Vielleicht der beeindruckendste und zugleich verwirrendste Film des diesjährigen Wettbewerbs war jedoch A Dragon Arrives!, der fünfte Spielfilm des iranischen Regisseurs Mani Haghighi, dem das Festival zudem eine Werkschau widmete, für die allein sich die Reise nach Basel gelohnt hätte. Schon beim Versuch, die herrlich verquere Handlung von Haghighis neuestem Streich in wenigen Worten zu umreißen, gerät man leicht ins Schleudern: Erzählt wird, meint man, die Geschichte von drei Männern, die sich Anfang 1965, unmittelbar nach einem Attentat auf den iranische Premierminister, auf der archaischen Insel Qeshm im Persischen Golf daran machen, die Hintergründe des mysteriösen Selbstmordes eines verbannten politischen Gefangenen aufzuklären.
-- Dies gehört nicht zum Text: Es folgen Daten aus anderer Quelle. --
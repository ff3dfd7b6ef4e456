//! Fault policy over fetch outcomes.
//!
//! Pure classification (`assess`) plus the side-effecting pieces the job
//! runner applies around it: structured failure logging with nested error
//! detail, partial-output cleanup, and the `JobControl` signal that carries
//! pause/abort decisions back to the dispatcher.
//!
//! Policy, matching upstream behavior:
//! - 404: the product for that grid cell is not published (yet or anymore).
//!   Recoverable: pause dispatch for a flat 15 seconds so the upstream is
//!   not hammered, then continue with the remaining tasks. The failed task
//!   itself is not retried.
//! - 429: the API key is rate-limited. Job-fatal: nothing further is
//!   dispatched and in-flight work is abandoned.
//! - anything else: the task is marked failed and its siblings continue.

use std::path::Path;
use std::sync::atomic::{AtomicBool, Ordering};
use std::sync::{Arc, Mutex};
use std::time::Duration;

use tokio::time::Instant;

use crate::services::fetcher::FetchOutcome;

/// Flat dispatch pause after a 404. A hard backpressure contract, not a
/// backoff schedule.
pub const NOT_FOUND_PAUSE: Duration = Duration::from_secs(15);

/// What the job should do after a task outcome.
#[derive(Debug, Clone, Copy, PartialEq, Eq)]
pub enum FaultAction {
    /// Keep processing; the failure (if any) stays local to its task.
    Continue,
    /// Pause dispatch for the given delay, then resume remaining tasks.
    Pause(Duration),
    /// Stop dispatching and terminate the job.
    Abort,
}

/// Classify an outcome. Pure: no logging, no cleanup.
pub fn assess(outcome: &FetchOutcome) -> FaultAction {
    if outcome.success {
        return FaultAction::Continue;
    }
    match outcome.status {
        Some(404) => FaultAction::Pause(NOT_FOUND_PAUSE),
        Some(429) => FaultAction::Abort,
        _ => FaultAction::Continue,
    }
}

/// Log a failed outcome, expanding the upstream's nested error list when the
/// body carries one.
pub fn log_failure(outcome: &FetchOutcome) {
    let detail = outcome.detail.as_deref().unwrap_or("no detail");
    tracing::error!(
        "Failed processing {}: {}",
        outcome.task_id,
        error_detail(detail)
    );
}

/// Extract the upstream's `errors` array from a JSON error body, falling
/// back to the raw text.
pub fn error_detail(raw: &str) -> String {
    serde_json::from_str::<serde_json::Value>(raw)
        .ok()
        .and_then(|v| v.get("errors").cloned())
        .map(|errors| errors.to_string())
        .unwrap_or_else(|| raw.to_string())
}

/// Remove whatever was written for a failed task. A missing file is fine;
/// the fetch may have failed before the first byte.
pub fn discard_partial_output(output_dir: &Path, task_id: &str) -> std::io::Result<()> {
    match std::fs::remove_file(output_dir.join(task_id)) {
        Ok(()) => Ok(()),
        Err(e) if e.kind() == std::io::ErrorKind::NotFound => Ok(()),
        Err(e) => Err(e),
    }
}

/// Shared pause/abort signal between the outcome consumer and the task
/// dispatcher. Abort is terminal; pause is a deadline the dispatcher waits
/// out before the next dispatch.
#[derive(Debug, Clone, Default)]
pub struct JobControl {
    inner: Arc<ControlInner>,
}

#[derive(Debug, Default)]
struct ControlInner {
    aborted: AtomicBool,
    pause_until: Mutex<Option<Instant>>,
}

impl JobControl {
    pub fn new() -> Self {
        Self::default()
    }

    /// Terminal: no further tasks will be dispatched.
    pub fn abort(&self) {
        self.inner.aborted.store(true, Ordering::SeqCst);
    }

    pub fn is_aborted(&self) -> bool {
        self.inner.aborted.load(Ordering::SeqCst)
    }

    /// Hold dispatch until `delay` from now. A longer pending pause wins.
    pub fn pause_for(&self, delay: Duration) {
        let until = Instant::now() + delay;
        let mut guard = self.inner.pause_until.lock().unwrap();
        match *guard {
            Some(existing) if existing >= until => {}
            _ => *guard = Some(until),
        }
    }

    pub fn is_paused(&self) -> bool {
        matches!(
            *self.inner.pause_until.lock().unwrap(),
            Some(until) if until > Instant::now()
        )
    }

    /// Wait out any pending pause. Returns immediately once aborted; the
    /// caller must check `is_aborted` next.
    pub async fn wait_until_ready(&self) {
        loop {
            if self.is_aborted() {
                return;
            }
            let deadline = *self.inner.pause_until.lock().unwrap();
            match deadline {
                Some(until) if until > Instant::now() => tokio::time::sleep_until(until).await,
                _ => return,
            }
        }
    }
}

#[cfg(test)]
mod tests {
    use super::*;
    use std::path::PathBuf;

    fn outcome(success: bool, status: Option<u16>) -> FetchOutcome {
        FetchOutcome {
            task_id: "t".to_string(),
            success,
            status,
            payload: None,
            detail: None,
        }
    }

    #[test]
    fn test_assess_success() {
        assert_eq!(assess(&outcome(true, Some(200))), FaultAction::Continue);
    }

    #[test]
    fn test_assess_not_found_pauses_fifteen_seconds() {
        assert_eq!(
            assess(&outcome(false, Some(404))),
            FaultAction::Pause(Duration::from_secs(15))
        );
    }

    #[test]
    fn test_assess_rate_limit_aborts() {
        assert_eq!(assess(&outcome(false, Some(429))), FaultAction::Abort);
    }

    #[test]
    fn test_assess_other_failures_continue() {
        assert_eq!(assess(&outcome(false, Some(500))), FaultAction::Continue);
        assert_eq!(assess(&outcome(false, None)), FaultAction::Continue);
    }

    #[test]
    fn test_error_detail_nested() {
        let raw = r#"{"errors":[{"code":"900902","message":"Missing Credentials"}]}"#;
        let detail = error_detail(raw);
        assert!(detail.contains("Missing Credentials"));
        assert!(detail.starts_with('['));
    }

    #[test]
    fn test_error_detail_raw_passthrough() {
        assert_eq!(error_detail("plain text error"), "plain text error");
    }

    #[test]
    fn test_discard_partial_output_removes_file() {
        let dir = tempfile::tempdir().unwrap();
        let path: PathBuf = dir.path().join("task-1");
        std::fs::write(&path, b"partial").unwrap();

        discard_partial_output(dir.path(), "task-1").unwrap();
        assert!(!path.exists());
    }

    #[test]
    fn test_discard_partial_output_missing_file_ok() {
        let dir = tempfile::tempdir().unwrap();
        discard_partial_output(dir.path(), "never-written").unwrap();
    }

    #[test]
    fn test_control_abort_is_terminal() {
        let control = JobControl::new();
        assert!(!control.is_aborted());
        control.abort();
        assert!(control.is_aborted());
    }

    #[tokio::test]
    async fn test_control_pause_then_ready() {
        let control = JobControl::new();
        control.pause_for(Duration::from_millis(50));
        assert!(control.is_paused());

        let start = Instant::now();
        control.wait_until_ready().await;
        assert!(start.elapsed() >= Duration::from_millis(50));
        assert!(!control.is_paused());
    }

    #[tokio::test]
    async fn test_control_abort_unblocks_wait() {
        let control = JobControl::new();
        control.pause_for(Duration::from_secs(3600));
        control.abort();
        // Must return immediately despite the pending pause.
        tokio::time::timeout(Duration::from_millis(100), control.wait_until_ready())
            .await
            .expect("wait_until_ready should return once aborted");
    }

    #[test]
    fn test_longer_pause_wins() {
        let control = JobControl::new();
        control.pause_for(Duration::from_secs(60));
        control.pause_for(Duration::from_millis(1));
        // The earlier, longer deadline must still be pending.
        assert!(control.is_paused());
        let deadline = (*control.inner.pause_until.lock().unwrap()).unwrap();
        assert!(deadline > Instant::now() + Duration::from_secs(30));
    }
}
Einer von ihnen, Detektiv Babak Hafizi (Amir Jadidi), arbeitet im Auftrag des Geheimdienstes des Schah, doch seine Mission scheint in diesem speziellen Fall eher eigenmotivierter Neugier geschuldet zu sein. Das verlassene Wüstengebiet, in dem sich neben einem halbverwesten Schiffswrack nur ein alter Friedhof befindet, birgt ein merkwürdiges Rätsel: Wird ein Mann dort begraben, gibt es ein Erbeben. Und so holt er sich einen Geologen und einen Toningenieur an die Seite, um der Sache auf dem Grund zu gehen. Darauf aufbauend, fügt sich der Plot anhand von Vor- und Rückblenden, filmischen Tricksereien und Mockumentary-artigen Interviews zu einem famosen Konglomerat an verschiedensten Ideen, stilistischen Spielereien und einer Art magischem Realismus zusammen, der sich an der Coolness des iranischen Genrekinos der Sechziger Jahre ebenso nährt wie an der Paranoia angesichts des damals in Iran herrschenden Schah-Regimes.
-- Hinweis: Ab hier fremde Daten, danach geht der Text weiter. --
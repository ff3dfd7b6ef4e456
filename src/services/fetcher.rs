//! Bounded-concurrency fetch executor.
//!
//! Dispatches the task sequence with at most `workers` fetches in flight
//! (the upstream API rate-limits per key, so this stays small). Each task
//! is fetched exactly once with a single GET; the raw body is stored under
//! `{output_dir}/{task_id}` and exactly one `FetchOutcome` is emitted on
//! the returned channel, in completion order.
//!
//! The dispatcher observes a `JobControl` between tasks: a pending pause
//! delays the next dispatch, an abort stops dispatching entirely. A slow or
//! failing task never blocks its siblings beyond the worker limit.

use std::path::{Path, PathBuf};
use std::sync::Arc;

use reqwest::header::ACCEPT;
use tokio::sync::{mpsc, Semaphore};

use crate::services::fault::JobControl;
use crate::services::generator::{FetchTask, RequestSpec};

/// Result of one task's fetch. `status` is `None` when the request never
/// reached the HTTP layer (connect error, timeout).
#[derive(Debug, Clone)]
pub struct FetchOutcome {
    pub task_id: String,
    pub success: bool,
    pub status: Option<u16>,
    /// Where the raw body was stored, on success.
    pub payload: Option<PathBuf>,
    /// Error text (response body or transport error), on failure.
    pub detail: Option<String>,
}

impl FetchOutcome {
    fn failure(task_id: String, status: Option<u16>, detail: String) -> Self {
        Self {
            task_id,
            success: false,
            status,
            payload: None,
            detail: Some(detail),
        }
    }
}

#[derive(Debug, Clone)]
pub struct FetchExecutor {
    client: reqwest::Client,
    output_dir: PathBuf,
    workers: usize,
    api_key: Option<String>,
}

impl FetchExecutor {
    pub fn new(output_dir: impl Into<PathBuf>, workers: usize, api_key: Option<String>) -> Self {
        let client = reqwest::Client::builder()
            .build()
            .expect("Failed to build HTTP client");
        Self {
            client,
            output_dir: output_dir.into(),
            workers: workers.max(1),
            api_key,
        }
    }

    /// Start dispatching `tasks` and return the outcome channel.
    ///
    /// The channel yields one outcome per dispatched task and closes when
    /// dispatch is done (all tasks, or the point of abort). Dropping the
    /// receiver abandons in-flight work.
    pub fn dispatch(&self, tasks: Vec<FetchTask>, control: JobControl) -> mpsc::Receiver<FetchOutcome> {
        let (tx, rx) = mpsc::channel(self.workers);
        let executor = self.clone();

        tokio::spawn(async move {
            let semaphore = Arc::new(Semaphore::new(executor.workers));
            let mut workers = Vec::new();
            for task in tasks {
                control.wait_until_ready().await;
                if control.is_aborted() {
                    tracing::warn!("Job aborted, stopping dispatch before {}", task.id);
                    break;
                }
                let Ok(permit) = semaphore.clone().acquire_owned().await else {
                    break;
                };
                let executor = executor.clone();
                let tx = tx.clone();
                workers.push(tokio::spawn(async move {
                    let outcome = executor.fetch_one(&task).await;
                    // Receiver gone = job already terminated; nothing to do.
                    let _ = tx.send(outcome).await;
                    drop(permit);
                }));
            }
            futures::future::join_all(workers).await;
        });

        rx
    }

    /// Render the task's request and perform the GET, storing the body on
    /// success.
    async fn fetch_one(&self, task: &FetchTask) -> FetchOutcome {
        let mut request = match &task.request {
            RequestSpec::Api { url, params } => self.client.get(url).query(params),
            RequestSpec::Direct { url } => self.client.get(url),
        };
        request = request.header(ACCEPT, "*/*");
        if let Some(key) = &self.api_key {
            request = request.header("apikey", key);
        }

        let response = match request.send().await {
            Ok(response) => response,
            Err(e) => {
                return FetchOutcome::failure(
                    task.id.clone(),
                    e.status().map(|s| s.as_u16()),
                    e.to_string(),
                );
            }
        };

        let status = response.status().as_u16();
        if !response.status().is_success() {
            let body = response.text().await.unwrap_or_default();
            return FetchOutcome::failure(task.id.clone(), Some(status), body);
        }

        let bytes = match response.bytes().await {
            Ok(bytes) => bytes,
            Err(e) => {
                return FetchOutcome::failure(task.id.clone(), Some(status), e.to_string());
            }
        };

        match store_payload(&self.output_dir, &task.id, &bytes) {
            Ok(path) => FetchOutcome {
                task_id: task.id.clone(),
                success: true,
                status: Some(status),
                payload: Some(path),
                detail: None,
            },
            Err(e) => FetchOutcome::failure(
                task.id.clone(),
                Some(status),
                format!("failed to store payload: {}", e),
            ),
        }
    }
}

/// Write a payload under `{output_dir}/{task_id}`, creating intermediate
/// directories (paquet task ids contain a `/`).
fn store_payload(output_dir: &Path, task_id: &str, bytes: &[u8]) -> std::io::Result<PathBuf> {
    let path = output_dir.join(task_id);
    if let Some(parent) = path.parent() {
        std::fs::create_dir_all(parent)?;
    }
    std::fs::write(&path, bytes)?;
    Ok(path)
}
Nicht unerwähnt bleiben soll an dieser Stelle auch die hervorragende Filmreihe Springtime in Munich, in der Kurator Bernd Brehmer sechs Filme jener „Münchner Gruppe“ der späten Sechzigerjahre präsentierte, zu der unter anderem Rudolf Thome, Eckhart Schmidt, Klaus Lemke, Max Zihlmann, May Spils und Martin Müller gehörten. Neben immer wieder gern gesehenen Klassikers wie Zur Sache, Schätzchen und Detektive, in dem Iris Berben die Leinwand für sich entdeckte, gab es auch einige weniger bekannte, aber nicht weniger geniale Kurzfilme der Gruppe zu sehen, die in Anwesenheit der Ehrengäste Roger Fritz und Rudolf Thome eifrig kommentiert und mit herrlichen Anekdoten ausgeschmückt wurden.
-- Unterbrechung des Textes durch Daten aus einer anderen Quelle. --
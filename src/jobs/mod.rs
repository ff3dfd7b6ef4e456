pub mod arpege;
pub mod paquetobs;

use crate::services::generator::GridConfig;

/// A declared model download job: a job id plus the parameter grid it
/// expands into tasks.
#[derive(Debug, Clone)]
pub struct ModelJob {
    pub id: String,
    pub grid: GridConfig,
}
Wie mutig man in Basel mit formal ungewöhnlichen Filmen umgeht, demonstrierte darüber hinaus auch Tectonic Plate (Mannerlaatta) vom finnischen Künstler und Filmemacher Mika Taanila, der in einer Spezialvorführung gezeigt wurde. Taanila, der sich schon durch andere filmische, zumeist narrative-fiktionale Arbeiten, die jenseits aller Sehgewohnheiten stehen, einen Namen gemacht hat, entwirft in diesem Film, der ganz ohne Kamera entstanden ist, einen fesselnden Gedankenstrom an Erinnerungen, Albträumen und Visionen eines an Flugangst leidenden Mannes, der soeben einen Langstreckenflug zwischen Japan und Finnland hinter sich gebracht hat. Auf ganz einzigartige Weise kombiniert Taanila seine abstrakten, sorgfältig arrangierten Bildcollagen mit poetischen Texten und den mit einer leisen Wucht daherkommenden Klangkompositionen des ehemaligen Pan-Sonic-Mitbegründers Mika Vainio und erzeugt auf diese Weise ein Fluidum und eine Faszination, die einen so schnell nicht mehr loslässt.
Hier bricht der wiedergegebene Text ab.